[ABOUT THIS TASK]:
Show every line of the material that follows in which the word "write" occurs.

[RECORDS FOR THE TASK]:
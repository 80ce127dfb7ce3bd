//! Prometheus metrics for the shared walk service.
//!
//! # Example
//!
//! ```no_run
//! use sharedwalk_service::metrics::{init_metrics, metrics_handler, MetricsConfig};
//! use axum::{routing::get, Router};
//!
//! init_metrics(&MetricsConfig::default()).expect("failed to initialize metrics");
//! let app: Router = Router::new().route("/metrics", get(metrics_handler));
//! ```

use metrics_exporter_prometheus::{PrometheusBuilder, PrometheusHandle};
use once_cell::sync::OnceCell;
use serde::{Deserialize, Serialize};

use sharedwalk_lib::CacheStats;

static PROMETHEUS_HANDLE: OnceCell<PrometheusHandle> = OnceCell::new();

#[derive(Debug, Clone, Serialize, Deserialize)]
pub struct MetricsConfig {
    pub enabled: bool,
}

impl Default for MetricsConfig {
    fn default() -> Self {
        Self {
            enabled: true,
        }
    }
}

impl MetricsConfig {
    /// Read `METRICS_ENABLED` (default true). The exporter is always served
    /// on `/metrics`.
    pub fn from_env() -> Self {
        Self::from_lookup(|key| std::env::var(key).ok())
    }

    pub fn from_lookup<F>(lookup: F) -> Self
    where
        F: Fn(&str) -> Option<String>,
    {
        let enabled = lookup("METRICS_ENABLED")
            .map(|v| !v.eq_ignore_ascii_case("false"))
            .unwrap_or(true);
        Self { enabled }
    }
}

/// Install the Prometheus recorder. Call once at start-up.
pub fn init_metrics(config: &MetricsConfig) -> Result<(), MetricsError> {
    if !config.enabled {
        return Err(MetricsError::Disabled);
    }

    let handle = PrometheusBuilder::new()
        .install_recorder()
        .map_err(|e| MetricsError::InstallFailed(e.to_string()))?;

    PROMETHEUS_HANDLE
        .set(handle)
        .map_err(|_| MetricsError::AlreadyInitialized)?;

    Ok(())
}

/// Axum handler for the `/metrics` endpoint.
pub async fn metrics_handler() -> String {
    PROMETHEUS_HANDLE
        .get()
        .map(|h| h.render())
        .unwrap_or_else(|| "# Metrics not initialized\n".to_string())
}

#[derive(Debug, Clone)]
pub enum MetricsError {
    Disabled,
    AlreadyInitialized,
    InstallFailed(String),
}

impl std::fmt::Display for MetricsError {
    fn fmt(&self, f: &mut std::fmt::Formatter<'_>) -> std::fmt::Result {
        match self {
            MetricsError::Disabled => write!(f, "metrics are disabled"),
            MetricsError::AlreadyInitialized => write!(f, "metrics recorder already initialized"),
            MetricsError::InstallFailed(e) => {
                write!(f, "failed to install metrics recorder: {}", e)
            }
        }
    }
}

impl std::error::Error for MetricsError {}

/// Increment `sharedwalk_routes_calculated_total`.
pub fn record_shared_route_calculated(reachable1: bool, reachable2: bool) {
    metrics::counter!(
        "sharedwalk_routes_calculated_total",
        "reachable1" => reachable1.to_string(),
        "reachable2" => reachable2.to_string()
    )
    .increment(1);
}

/// Increment `sharedwalk_routes_failed_total`.
///
/// `reason` is one of `validation_error`, `unknown_location`, `internal_error`.
pub fn record_shared_route_failed(reason: &str) {
    metrics::counter!(
        "sharedwalk_routes_failed_total",
        "reason" => reason.to_string()
    )
    .increment(1);
}

/// Record to the `sharedwalk_dropped_locations` histogram.
pub fn record_dropped_locations(count: usize) {
    metrics::histogram!("sharedwalk_dropped_locations").record(count as f64);
}

/// Record to the `sharedwalk_path_hops` histogram.
pub fn record_path_hops(hops: usize, walker: &'static str) {
    metrics::histogram!("sharedwalk_path_hops", "walker" => walker).record(hops as f64);
}

/// Publish cache sizes and hit counts as gauges.
pub fn record_cache_stats(cache: &'static str, stats: CacheStats) {
    metrics::gauge!("sharedwalk_cache_entries", "cache" => cache).set(stats.entries as f64);
    metrics::gauge!("sharedwalk_cache_hits", "cache" => cache).set(stats.hits as f64);
    metrics::gauge!("sharedwalk_cache_misses", "cache" => cache).set(stats.misses as f64);
}
mod common;

use common::{chain_town, TownBuilder};
use sharedwalk_lib::{build_graph, DropReason, GraphBuildOptions, MAX_EDGE_MILES};

#[test]
fn built_graph_is_symmetric() {
    let town = chain_town();
    let build = build_graph(&town.locations, &town.caches, &GraphBuildOptions::default());

    assert!(build.graph.is_symmetric());
    for from in build.graph.nodes() {
        for (to, weight) in build.graph.neighbours(from) {
            assert_eq!(build.graph.weight(to, from), Some(weight));
        }
    }
    assert_eq!(build.graph.edge_count(), 8);
}

#[test]
fn edges_respect_distance_threshold() {
    let town = TownBuilder::new()
        .place("A")
        .place("B")
        .place("C")
        .place("D")
        .walk("A", "B", MAX_EDGE_MILES)
        .walk("A", "C", 10.5)
        .walk("B", "C", 3.0)
        .build();

    let build = build_graph(&town.locations, &town.caches, &GraphBuildOptions::default());

    assert_eq!(build.graph.weight("A", "B"), Some(MAX_EDGE_MILES));
    assert_eq!(build.graph.weight("A", "C"), None);
    assert_eq!(build.graph.weight("B", "C"), Some(3.0));
    // No walking route to D at all: a node without edges.
    assert!(build.graph.contains("D"));
    assert_eq!(build.graph.neighbours("D").count(), 0);
}

#[test]
fn custom_threshold_is_honoured() {
    let town = chain_town();
    let options = GraphBuildOptions {
        max_edge_miles: 2.0,
    };

    let build = build_graph(&town.locations, &town.caches, &options);

    assert_eq!(build.graph.weight("A", "C"), None);
    assert_eq!(build.graph.weight("A", "B"), Some(1.0));
}

#[test]
fn unresolved_locations_are_dropped_and_reported() {
    let town = TownBuilder::new()
        .place("A")
        .place("B")
        .unresolvable("C")
        .walk("A", "B", 0.5)
        .build();

    let build = build_graph(&town.locations, &town.caches, &GraphBuildOptions::default());

    assert_eq!(build.graph.nodes(), vec!["A", "B"]);
    assert!(!build.coordinates.contains_key("C"));
    assert_eq!(build.dropped.len(), 1);
    assert_eq!(build.dropped[0].id, "C");
    assert_eq!(build.drop_reason("C"), Some(DropReason::Unresolved));
    assert_eq!(build.drop_reason("A"), None);
}

#[test]
fn repeated_builds_reuse_cached_lookups() {
    let town = chain_town();
    let options = GraphBuildOptions::default();

    let first = build_graph(&town.locations, &town.caches, &options);
    assert_eq!(town.geocoder.calls(), 4);
    assert_eq!(town.router.calls(), 6);

    let second = build_graph(&town.locations, &town.caches, &options);
    assert_eq!(town.geocoder.calls(), 4);
    assert_eq!(town.router.calls(), 6);
    assert_eq!(first.graph, second.graph);

    let stats = town.caches.distances.stats();
    assert_eq!(stats.entries, 6);
    assert_eq!(stats.hits, 6);
}

#[test]
fn transient_geocode_failures_are_retried() {
    let town = TownBuilder::new()
        .place("A")
        .place("B")
        .flaky("B")
        .walk("A", "B", 0.5)
        .build();
    let options = GraphBuildOptions::default();

    let first = build_graph(&town.locations, &town.caches, &options);
    assert_eq!(first.drop_reason("B"), Some(DropReason::Unresolved));

    let second = build_graph(&town.locations, &town.caches, &options);
    assert!(second.graph.contains("B"));
    assert_eq!(second.graph.weight("A", "B"), Some(0.5));
    assert_eq!(town.geocoder.calls(), 3);
}
//! Structured logging setup.
//!
//! - `LOG_FORMAT`: `json` (default) or `text`
//! - `RUST_LOG`: level filter (default `info`)
//! - `SERVICE_NAME`: name reported in the start-up event

use serde::{Deserialize, Serialize};
use tracing_subscriber::{fmt, prelude::*, EnvFilter};

#[derive(Debug, Clone, Copy, PartialEq, Eq, Serialize, Deserialize, Default)]
#[serde(rename_all = "lowercase")]
pub enum LogFormat {
    #[default]
    Json,
    Text,
}

impl LogFormat {
    /// Accepts "json", "text" or "pretty"; anything else is JSON.
    pub fn parse(s: &str) -> Self {
        match s.to_lowercase().as_str() {
            "text" | "pretty" => LogFormat::Text,
            _ => LogFormat::Json,
        }
    }
}

#[derive(Debug, Clone, Serialize, Deserialize)]
pub struct LoggingConfig {
    pub format: LogFormat,
    pub level: String,
    pub service: Option<String>,
}

impl Default for LoggingConfig {
    fn default() -> Self {
        Self {
            format: LogFormat::Json,
            level: "info".to_string(),
            service: None,
        }
    }
}

impl LoggingConfig {
    pub fn from_env() -> Self {
        Self::from_lookup(|key| std::env::var(key).ok())
    }

    pub fn from_lookup<F>(lookup: F) -> Self
    where
        F: Fn(&str) -> Option<String>,
    {
        Self {
            format: lookup("LOG_FORMAT")
                .map(|v| LogFormat::parse(&v))
                .unwrap_or_default(),
            level: lookup("RUST_LOG").unwrap_or_else(|| "info".to_string()),
            service: lookup("SERVICE_NAME"),
        }
    }

    pub fn with_service(mut self, service: impl Into<String>) -> Self {
        self.service = Some(service.into());
        self
    }
}

/// Install the global subscriber. Later calls are ignored.
pub fn init_logging(config: &LoggingConfig) {
    let filter =
        EnvFilter::try_from_default_env().unwrap_or_else(|_| EnvFilter::new(&config.level));
    let registry = tracing_subscriber::registry().with(filter);

    let installed = match config.format {
        LogFormat::Text => registry.with(fmt::layer().pretty()).try_init(),
        LogFormat::Json => registry
            .with(
                fmt::layer()
                    .json()
                    .with_current_span(true)
                    .with_span_list(false),
            )
            .try_init(),
    };

    if installed.is_ok() {
        tracing::info!(
            service = config.service.as_deref().unwrap_or(env!("CARGO_PKG_NAME")),
            format = ?config.format,
            "logging initialized"
        );
    }
}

[EXERCISE RESULT]:
            MetricsError::Disabled => write!(f, "metrics are disabled"),
            MetricsError::AlreadyInitialized => write!(f, "metrics recorder already initialized"),
                write!(f, "failed to install metrics recorder: {}", e)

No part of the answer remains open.